Setelah insiden Tristan datang ke apartemennya. Rosa tidak lagi mendapatkan pesan serta gangguan. Sudah seminggu juga Rosa tidak bertemu dengan atasannya. Pagi ini dia sudah bekerja dengan tenang. Jake menjelaskan beberapa job desknya. Singkatnya, hari ini Rosa sedang di training.
“Lo ada pertanyaan ga?”
“Sejauh ini semua yang berkaitan dengan tugas, gue paham. But, kenapa ada beberapa bagian yang janggal ya?”

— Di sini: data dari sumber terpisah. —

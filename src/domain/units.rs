//! Unit conversion for laboratory values.
//!
//! Cholesterol and glucose arrive either in mg/dL (US convention) or mmol/L
//! (SI convention). The risk formula is calibrated in mg/dL, so every value is
//! standardized before any arithmetic.

use serde::{Deserialize, Serialize};

/// mg/dL → mmol/L factor for cholesterol.
pub const CHOLESTEROL_MG_DL_TO_MMOL_L: f64 = 0.02586;

/// mmol/L → mg/dL factor for cholesterol.
pub const CHOLESTEROL_MMOL_L_TO_MG_DL: f64 = 38.67;

/// mg/dL → mmol/L factor for glucose.
pub const GLUCOSE_MG_DL_TO_MMOL_L: f64 = 0.05551;

/// mmol/L → mg/dL factor for glucose.
pub const GLUCOSE_MMOL_L_TO_MG_DL: f64 = 18.018;

/// Error type for unit conversions.
#[derive(Debug, Clone, Copy, PartialEq, thiserror::Error)]
pub enum ConversionError {
    #[error("Invalid number for unit conversion: {0}")]
    InvalidNumber(f64),
}

/// Concentration unit for a laboratory value.
#[derive(Debug, Clone, Copy, PartialEq, Eq, Hash, Default, Serialize, Deserialize)]
pub enum MeasurementUnit {
    /// Milligrams per decilitre
    #[default]
    #[serde(rename = "mg/dL")]
    MgDl,
    /// Millimoles per litre
    #[serde(rename = "mmol/L")]
    MmolL,
}

impl MeasurementUnit {
    /// Unit label as shown to users and serialized.
    #[must_use]
    pub fn label(&self) -> &'static str {
        match self {
            Self::MgDl => "mg/dL",
            Self::MmolL => "mmol/L",
        }
    }
}

impl std::fmt::Display for MeasurementUnit {
    fn fmt(&self, f: &mut std::fmt::Formatter<'_>) -> std::fmt::Result {
        f.write_str(self.label())
    }
}

/// Closed interval of medically plausible values.
#[derive(Debug, Clone, Copy, PartialEq)]
pub struct ReferenceRange {
    pub min: f64,
    pub max: f64,
}

impl ReferenceRange {
    #[must_use]
    pub const fn new(min: f64, max: f64) -> Self {
        Self { min, max }
    }

    /// Whether `value` lies inside the inclusive bounds.
    #[must_use]
    pub fn contains(&self, value: f64) -> bool {
        value.is_finite() && (self.min..=self.max).contains(&value)
    }
}

pub const TOTAL_CHOLESTEROL_MG_DL: ReferenceRange = ReferenceRange::new(100.0, 400.0);
pub const TOTAL_CHOLESTEROL_MMOL_L: ReferenceRange = ReferenceRange::new(2.6, 10.3);
pub const HDL_CHOLESTEROL_MG_DL: ReferenceRange = ReferenceRange::new(20.0, 100.0);
pub const HDL_CHOLESTEROL_MMOL_L: ReferenceRange = ReferenceRange::new(0.5, 2.6);
pub const FASTING_GLUCOSE_MG_DL: ReferenceRange = ReferenceRange::new(70.0, 400.0);
pub const FASTING_GLUCOSE_MMOL_L: ReferenceRange = ReferenceRange::new(3.9, 22.2);
pub const ANY_GLUCOSE_MG_DL: ReferenceRange = ReferenceRange::new(50.0, 400.0);
pub const ANY_GLUCOSE_MMOL_L: ReferenceRange = ReferenceRange::new(2.8, 22.2);

/// Which glucose envelope a caller checks against.
///
/// `Fasting` excludes hypoglycemic readings; `Any` admits them down to
/// 50 mg/dL so a low reading is reported rather than rejected.
#[derive(Debug, Clone, Copy, PartialEq, Eq, Default)]
pub enum GlucoseContext {
    #[default]
    Fasting,
    Any,
}

/// Canonical total-cholesterol range for `unit`.
#[must_use]
pub fn total_cholesterol_range(unit: MeasurementUnit) -> ReferenceRange {
    match unit {
        MeasurementUnit::MgDl => TOTAL_CHOLESTEROL_MG_DL,
        MeasurementUnit::MmolL => TOTAL_CHOLESTEROL_MMOL_L,
    }
}

/// Canonical HDL range for `unit`.
#[must_use]
pub fn hdl_cholesterol_range(unit: MeasurementUnit) -> ReferenceRange {
    match unit {
        MeasurementUnit::MgDl => HDL_CHOLESTEROL_MG_DL,
        MeasurementUnit::MmolL => HDL_CHOLESTEROL_MMOL_L,
    }
}

/// Glucose range for `unit` under `context`.
#[must_use]
pub fn glucose_range(unit: MeasurementUnit, context: GlucoseContext) -> ReferenceRange {
    match (unit, context) {
        (MeasurementUnit::MgDl, GlucoseContext::Fasting) => FASTING_GLUCOSE_MG_DL,
        (MeasurementUnit::MmolL, GlucoseContext::Fasting) => FASTING_GLUCOSE_MMOL_L,
        (MeasurementUnit::MgDl, GlucoseContext::Any) => ANY_GLUCOSE_MG_DL,
        (MeasurementUnit::MmolL, GlucoseContext::Any) => ANY_GLUCOSE_MMOL_L,
    }
}

/// Round `value` to `decimals` places (half away from zero).
pub(crate) fn round_to(value: f64, decimals: i32) -> f64 {
    let factor = 10f64.powi(decimals);
    (value * factor).round() / factor
}

fn finite(value: f64) -> Result<f64, ConversionError> {
    if value.is_finite() {
        Ok(value)
    } else {
        Err(ConversionError::InvalidNumber(value))
    }
}

/// Convert cholesterol from mg/dL to mmol/L, rounded to 2 decimals.
///
/// # Errors
/// Returns `ConversionError::InvalidNumber` for NaN or infinite input.
pub fn cholesterol_mg_dl_to_mmol_l(value: f64) -> Result<f64, ConversionError> {
    Ok(round_to(finite(value)? * CHOLESTEROL_MG_DL_TO_MMOL_L, 2))
}

/// Convert cholesterol from mmol/L to mg/dL, rounded to the nearest integer.
///
/// # Errors
/// Returns `ConversionError::InvalidNumber` for NaN or infinite input.
pub fn cholesterol_mmol_l_to_mg_dl(value: f64) -> Result<f64, ConversionError> {
    Ok((finite(value)? * CHOLESTEROL_MMOL_L_TO_MG_DL).round())
}

/// Convert glucose from mg/dL to mmol/L, rounded to 1 decimal.
///
/// # Errors
/// Returns `ConversionError::InvalidNumber` for NaN or infinite input.
pub fn glucose_mg_dl_to_mmol_l(value: f64) -> Result<f64, ConversionError> {
    Ok(round_to(finite(value)? * GLUCOSE_MG_DL_TO_MMOL_L, 1))
}

/// Convert glucose from mmol/L to mg/dL, rounded to the nearest integer.
///
/// # Errors
/// Returns `ConversionError::InvalidNumber` for NaN or infinite input.
pub fn glucose_mmol_l_to_mg_dl(value: f64) -> Result<f64, ConversionError> {
    Ok((finite(value)? * GLUCOSE_MMOL_L_TO_MG_DL).round())
}

/// Express a cholesterol value in mg/dL.
///
/// # Errors
/// Returns `ConversionError::InvalidNumber` for NaN or infinite input.
pub fn standardize_cholesterol(value: f64, unit: MeasurementUnit) -> Result<f64, ConversionError> {
    match unit {
        MeasurementUnit::MgDl => finite(value),
        MeasurementUnit::MmolL => cholesterol_mmol_l_to_mg_dl(value),
    }
}

/// Express a glucose value in mg/dL.
///
/// # Errors
/// Returns `ConversionError::InvalidNumber` for NaN or infinite input.
pub fn standardize_glucose(value: f64, unit: MeasurementUnit) -> Result<f64, ConversionError> {
    match unit {
        MeasurementUnit::MgDl => finite(value),
        MeasurementUnit::MmolL => glucose_mmol_l_to_mg_dl(value),
    }
}

/// Whether a total-cholesterol value is inside the canonical envelope.
#[must_use]
pub fn is_valid_cholesterol_range(value: f64, unit: MeasurementUnit) -> bool {
    total_cholesterol_range(unit).contains(value)
}

/// Whether an HDL value is inside the canonical envelope.
#[must_use]
pub fn is_valid_hdl_range(value: f64, unit: MeasurementUnit) -> bool {
    hdl_cholesterol_range(unit).contains(value)
}

/// Whether a glucose value is inside the fasting envelope.
#[must_use]
pub fn is_valid_glucose_range(value: f64, unit: MeasurementUnit) -> bool {
    glucose_range(unit, GlucoseContext::Fasting).contains(value)
}

/// Format a cholesterol value for display (`"200 mg/dL"`, `"5.17 mmol/L"`).
#[must_use]
pub fn format_cholesterol(value: f64, unit: MeasurementUnit) -> String {
    match unit {
        MeasurementUnit::MgDl => format!("{value:.0} {unit}"),
        MeasurementUnit::MmolL => format!("{value:.2} {unit}"),
    }
}

/// Format a glucose value for display (`"99 mg/dL"`, `"5.5 mmol/L"`).
#[must_use]
pub fn format_glucose(value: f64, unit: MeasurementUnit) -> String {
    match unit {
        MeasurementUnit::MgDl => format!("{value:.0} {unit}"),
        MeasurementUnit::MmolL => format!("{value:.1} {unit}"),
    }
}
mod args;
mod case;
mod classify;
mod cleaner;
mod encoding;
mod error;
mod mover;
mod replacer;
mod rewriter;
mod scanner;

use anyhow::Result;
use std::process;
use tracing_subscriber::EnvFilter;

/// Main entry point of the application
/// Parses arguments, sets up logging and runs the replacement over every path
fn main() -> Result<()> {
    let args = args::parse();
    init_logging(args.verbose);

    // Execute the program
    match scanner::scan_and_replace(&args) {
        Ok(0) => Ok(()),
        Ok(_) => process::exit(1),
        Err(e) => {
            eprintln!("Error: {:#}", e);
            process::exit(1);
        }
    }
}

/// Diagnostics go to stderr; RUST_LOG takes precedence over --verbose
fn init_logging(verbose: bool) {
    let default_level = if verbose { "debug" } else { "warn" };
    let filter =
        EnvFilter::try_from_default_env().unwrap_or_else(|_| EnvFilter::new(default_level));

    tracing_subscriber::fmt()
        .with_env_filter(filter)
        .with_writer(std::io::stderr)
        .with_target(false)
        .without_time()
        .init();
}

Jake memang menyuruhnya untuk bicara informal saja. Kantor mereka memang menerapkannya. Tapi terkecuali dengan bos mereka. The one and only.
Rosa kembali membalik halaman job desk-nya. Ada dua poin yang janggal. Yang pertama, dia harus membuatkan kopi setiap pagi untuk Tristan. Lalu wajib memberikan kabar, apakah dia masih hidup atau tidak. Ini bukan termasuk kerjaannya. Dia bukan OB atau sekretaris. Rosa itu menjabat untuk posisi supervisor, jadi ini sedikit aneh.
“Gue juga udah nanya sama bos tadi soal poin ini. Tapi dia bilang itu peraturan baru. Jadi, gue gak punya hak buat ngubah itu. Ada lagi ga?”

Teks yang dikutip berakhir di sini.